In [1]:
# This R environment comes with many helpful analytics packages installed
# It is defined by the kaggle/rstats Docker image: https://github.com/kaggle/docker-rstats
# For example, here's a helpful package to load

library(tidyverse) # metapackage of all tidyverse packages

# Input data files are available in the read-only "../input/" directory
# For example, running this (by clicking run or pressing Shift+Enter) will list all files under the input directory

list.files(path = "../input")

# You can write up to 20GB to the current directory (/kaggle/working/) that gets preserved as output when you create a version using "Save & Run All" 
# You can also write temporary files to /kaggle/temp/, but they won't be saved outside of the current session

# This is my Case Study on Completion of the Google Data Analytics Professional Certificate
The format of this case study will follow the six Google steps in Data Analytics;
1.Ask 2.Prepare 3.Process 4.Analyse 5.Share 6.Act

This case study is focused on infromation provided by Cyclistic, a bike-share company in Chicago. The director of marketing believes the company’s future success depends on maximizing the number of annual memberships. Therefore, the team wants to understand how casual riders and annual members use Cyclistic bikes differently. From these insights, your team will design a new marketing strategy to convert casual riders into annual members. But first, Cyclistic executives must approve your recommendations, so they must be backed up with compelling data insights and professional data visualizations.


# Stage 1: Ask
In this analysis I am therefore attempting, to identify the differences between members and casual riders. With these insights the business can create a targeted marketing campaign to convert casual riders into members.

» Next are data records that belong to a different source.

//! The seams between the session core and a concrete windowing, graphics and
//! audio layer.
//!
//! Implementations are moved onto the engine worker thread before any device
//! resource is acquired, and every method is only ever called from that
//! thread. The handle types therefore don't need to be `Send`, only the
//! platform objects themselves.

use std::ffi::c_void;
use std::ptr;

use crate::error::DeviceError;
use crate::scorer::ConfigurationCandidate;

/// Platform-reported output capabilities for 16-bit stereo PCM
#[derive(Debug, Clone, Copy, PartialEq, Eq)]
pub struct AudioCaps {
    /// The native output sample rate, in Hz
    pub native_sample_rate: u32,
    /// The smallest streaming buffer the platform accepts at that rate, in bytes
    pub min_buffer_size: u32,
}

/// Whether an opened output stream is usable
#[derive(Debug, Clone, Copy, PartialEq, Eq)]
pub enum AudioDeviceState {
    Initialized,
    /// The platform created the device object but couldn't initialize it;
    /// carries the platform's raw state code.
    Uninitialized(i32),
}

pub trait AudioPlatform: Send + 'static {
    type Device;

    fn query_caps(&mut self) -> Result<AudioCaps, DeviceError>;

    /// Opens a 16-bit stereo streaming output device
    fn open_stream(
        &mut self,
        sample_rate: u32,
        buffer_size: u32,
    ) -> Result<(Self::Device, AudioDeviceState), DeviceError>;

    /// Stops and releases a device; must not fail
    fn close_stream(&mut self, device: Self::Device);

    /// The device as an opaque pointer for native engines, or null if the
    /// platform has no such representation
    fn raw_device(&self, _device: &Self::Device) -> *mut c_void {
        ptr::null_mut()
    }
}

/// Opaque native graphics handles, for engines on the other side of an FFI
/// boundary. Any of them may be null.
#[derive(Debug, Clone, Copy, PartialEq, Eq)]
pub struct RawGraphicsHandles {
    pub display: *mut c_void,
    pub config: *mut c_void,
    pub context: *mut c_void,
}

impl Default for RawGraphicsHandles {
    fn default() -> Self {
        Self {
            display: ptr::null_mut(),
            config: ptr::null_mut(),
            context: ptr::null_mut(),
        }
    }
}

pub trait DisplayPlatform: Send + 'static {
    type Display;
    type Config: Clone;
    type Context;
    type Surface;

    /// The platform-owned drawable, as supplied by the UI layer
    type Window: Clone + Send + 'static;

    /// Connects to (and initializes) the default display
    fn open_display(&mut self) -> Result<Self::Display, DeviceError>;

    /// Returns every configuration the display advertises, paired with its
    /// scoring descriptor
    fn query_configs(
        &mut self,
        display: &Self::Display,
    ) -> Result<Vec<(Self::Config, ConfigurationCandidate)>, DeviceError>;

    fn create_context(
        &mut self,
        display: &Self::Display,
        config: &Self::Config,
        api_version: u8,
    ) -> Result<Self::Context, DeviceError>;

    /// Creates a window surface for `window` and makes it current together
    /// with `context`
    fn bind_window(
        &mut self,
        display: &Self::Display,
        config: &Self::Config,
        context: &mut Self::Context,
        window: &Self::Window,
    ) -> Result<Self::Surface, DeviceError>;

    /// Releases the current binding (no surface or context current) and
    /// destroys `surface` if there is one. Must not fail.
    fn unbind(
        &mut self,
        display: &Self::Display,
        context: &mut Self::Context,
        surface: Option<Self::Surface>,
    );

    fn destroy_context(&mut self, display: &Self::Display, context: Self::Context);

    fn terminate_display(&mut self, display: Self::Display);

    /// A short description of the driver (version, vendor) for logging
    fn describe(&self, _display: &Self::Display) -> Option<String> {
        None
    }

    fn raw_handles(
        &self,
        _display: &Self::Display,
        _config: &Self::Config,
        _context: &Self::Context,
    ) -> RawGraphicsHandles {
        RawGraphicsHandles::default()
    }
}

The key stakeholders in this task are Lily Moreno: The director of marketing and your manager. Moreno is responsible for the development of campaigns and initiatives to promote the bike-share program. These may include email, social media, and other channels.

Stage 2: Prepare
The data for this task is organised in quarters from 2015-2020 Q1 then monthly from over a period April 2020 and March 2021. I will be using the monthly data because it is the current data for the task.

Verifying the data’s integrity; this is an example of first party data; collected by the company itself, therefore I believe in the reliability of the data.
I chose to use R for this analysis because of the size of the dataset, once loaded I can see it contains over 3million observations, something that excel may struggle to cope with.

Now I know what data I am using for the analysis I can begin to load the packages required for analsyis and the data into R and create a data frame.

In [2]:

library(dplyr)
library(readr)
library(tidyr)
library(tidyverse)
library(lubridate)
library(scales)

In [3]:
apr20 <- read_csv("../input/cyclistic/202004-divvy-tripdata/202004-divvy-tripdata.csv")
may20 <- read_csv("../input/cyclistic/202005-divvy-tripdata/202005-divvy-tripdata.csv")
jun20 <- read_csv("../input/cyclistic/202006-divvy-tripdata/202006-divvy-tripdata.csv")
jul20 <- read_csv("../input/cyclistic/202007-divvy-tripdata/202007-divvy-tripdata.csv")
aug20 <- read_csv("../input/cyclistic/202008-divvy-tripdata/202008-divvy-tripdata.csv")
sep20 <- read_csv("../input/cyclistic/202009-divvy-tripdata/202009-divvy-tripdata.csv")
oct20 <- read_csv("../input/cyclistic/202010-divvy-tripdata/202010-divvy-tripdata.csv")
nov20 <- read_csv("../input/cyclistic/202011-divvy-tripdata/202011-divvy-tripdata.csv")
dec20 <- read_csv("../input/cyclistic/202012-divvy-tripdata/202012-divvy-tripdata.csv")
jan21 <- read_csv("../input/cyclistic/202101-divvy-tripdata/202101-divvy-tripdata.csv")
feb21 <- read_csv("../input/cyclistic/202102-divvy-tripdata/202102-divvy-tripdata.csv")
mar21 <- read_csv("../input/cyclistic/202103-divvy-tripdata/202103-divvy-tripdata.csv")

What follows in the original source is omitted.